Purpose: The malignant Hodgkin and Reed-Sternberg cells of Hodgkin disease (HD) are known to constitutively express high levels of activated nuclear factor κB (NF-κB), which plays an important role in their survival. The proteasome inhibitor PS-341 has been recently shown to modulate tumor cell proliferation and survival by inhibiting NF-κB and modulating critical cellular regulatory proteins, but its activity in cells carrying IκBα gene mutations has not been reported previously. Experimental Design: The activity of PS-341 in four well-characterized, HD-derived cell lines. Cell proliferation and apoptosis were determined by the 3-(4,5-dimethylthiazol-2-yl)-5-(3-carboxymethoxy-phenyl)-2-(4-sulfonyl)-2H-tetrazolium (MTS) and Annexin-V binding methods, respectively. Cell cycle analysis was determined by flow cytometry. Intracellular protein levels were determined by Western blot. Results: PS-341 demonstrated a strong antiproliferative activity, which was irrespective of the status of mutations in IκBα and even the presence of CD30, CD40, or RANK receptor activation. This effect was attributable to the induction of apoptosis and cell cycle arrest at the G₂-M phase. PS-341 not only inhibited nuclear localization of NF-κB but also activated the caspase cascade, increased p21 and Bax levels, and decreased Bcl-2 levels.

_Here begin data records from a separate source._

//! Embed discovery and fuzzy autocomplete over embed names

use crate::io::configuration::{
    COMPLETE_MATCH_BONUS, CONSECUTIVE_MATCH_SCORE, DOCUMENT_EXTENSIONS, MATCH_SCORE,
    PREFIX_MATCH_BONUS,
};
use std::path::Path;
use tracing::{debug, info, warn};
use walkdir::WalkDir;

/// One document found below the embeds root
#[derive(Clone, Debug, Eq, PartialEq)]
pub struct EmbedEntry {
    /// Name to write between angle brackets, e.g. `hair/color`
    pub name: String,
    /// File name without extension
    pub file_name: String,
    /// Folder relative to the root, empty at top level
    pub folder: String,
    /// Path relative to the root including the extension
    pub relative_path: String,
}

impl EmbedEntry {
    /// Build an entry from a `/`-separated path relative to the embeds root
    ///
    /// Returns `None` unless the path carries a document extension.
    pub fn from_relative_path(relative_path: &str) -> Option<Self> {
        let (stem_path, extension) = relative_path.rsplit_once('.')?;
        if !DOCUMENT_EXTENSIONS.contains(&extension) {
            return None;
        }

        let (folder, file_name) = stem_path.rsplit_once('/').unwrap_or(("", stem_path));
        if file_name.is_empty() {
            return None;
        }

        Some(Self {
            name: stem_path.to_string(),
            file_name: file_name.to_string(),
            folder: folder.to_string(),
            relative_path: relative_path.to_string(),
        })
    }

    fn extension_rank(&self) -> usize {
        self.relative_path
            .rsplit_once('.')
            .and_then(|(_, extension)| DOCUMENT_EXTENSIONS.iter().position(|e| *e == extension))
            .unwrap_or(DOCUMENT_EXTENSIONS.len())
    }
}

/// Searchable list of available embeds
#[derive(Clone, Debug, Default)]
pub struct EmbedIndex {
    entries: Vec<EmbedEntry>,
}

impl EmbedIndex {
    /// Walk `root` recursively and index every document
    ///
    /// A missing root gives an empty index.
    pub fn scan(root: &Path) -> Self {
        if !root.exists() {
            warn!(root = %root.display(), "Embeds directory does not exist");
            return Self::default();
        }

        let entries = WalkDir::new(root)
            .sort_by_file_name()
            .into_iter()
            .filter_map(|entry| match entry {
                Ok(entry) => Some(entry),
                Err(error) => {
                    debug!(%error, "Skipping unreadable entry");
                    None
                }
            })
            .filter(|entry| entry.file_type().is_file())
            .filter_map(|entry| {
                let relative = entry.path().strip_prefix(root).ok()?;
                let relative = relative.to_string_lossy().replace('\\', "/");
                EmbedEntry::from_relative_path(&relative)
            })
            .collect();

        let index = Self::from_entries(entries);
        info!(count = index.entries.len(), "Scanned and indexed embed files");
        index
    }

    /// Build an index from known entries
    ///
    /// Entries sharing an embed name collapse to the one the store would load.
    pub fn from_entries(mut entries: Vec<EmbedEntry>) -> Self {
        entries.sort_by(|a, b| {
            a.name
                .cmp(&b.name)
                .then_with(|| a.extension_rank().cmp(&b.extension_rank()))
        });
        entries.dedup_by(|later, earlier| later.name == earlier.name);
        Self { entries }
    }

    /// All indexed entries, sorted by name
    pub const fn entries(&self) -> &[EmbedEntry] {
        self.entries.as_slice()
    }

    /// Number of indexed entries
    pub const fn len(&self) -> usize {
        self.entries.len()
    }

    /// Whether nothing was indexed
    pub const fn is_empty(&self) -> bool {
        self.entries.is_empty()
    }

    /// Entries whose name contains `query` as a subsequence, best first
    pub fn search(&self, query: &str, limit: usize) -> Vec<&EmbedEntry> {
        let query = query.to_lowercase();

        let mut scored: Vec<(usize, &EmbedEntry)> = self
            .entries
            .iter()
            .filter_map(|entry| {
                let candidate = entry.name.to_lowercase();
                fuzzy_match(&candidate, &query).then(|| (match_score(&candidate, &query), entry))
            })
            .collect();

        // Stable sort keeps name order among equal scores
        scored.sort_by(|a, b| b.0.cmp(&a.0));
        scored.truncate(limit);
        scored.into_iter().map(|(_, entry)| entry).collect()
    }
}

/// Whether every character of `query` appears in `candidate` in order
pub fn fuzzy_match(candidate: &str, query: &str) -> bool {
    let mut remaining = query.chars().peekable();
    for c in candidate.chars() {
        if remaining.peek() == Some(&c) {
            remaining.next();
        }
    }
    remaining.peek().is_none()
}

/// Rank how well `query` matches `candidate`
///
/// Runs of consecutive matches, a complete match and a shared prefix all
/// raise the score.
pub fn match_score(candidate: &str, query: &str) -> usize {
    let mut score = 0;
    let mut remaining = query.chars().peekable();
    let mut last_matched = false;

    for c in candidate.chars() {
        let Some(&wanted) = remaining.peek() else {
            break;
        };

        if c == wanted {
            score += if last_matched {
                CONSECUTIVE_MATCH_SCORE
            } else {
                MATCH_SCORE
            };
            last_matched = true;
            remaining.next();
        } else {
            last_matched = false;
        }
    }

    if remaining.peek().is_none() {
        score += COMPLETE_MATCH_BONUS;
    }
    if candidate.starts_with(query) {
        score += PREFIX_MATCH_BONUS;
    }

    score
}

Furthermore, PS-341 enhanced the effect of gemcitabine chemotherapy and potentiated the effect of tumor necrosis factor-related apoptosis-inducing ligand/APO2L and two agonistic antibodies to tumor necrosis factor-related apoptosis-inducing ligand death receptors R1 and R2. Conclusions: The in vitro activity of PS-341 against HD-derived cell lines suggests that PS-341 may have a therapeutic value for the treatment of HD.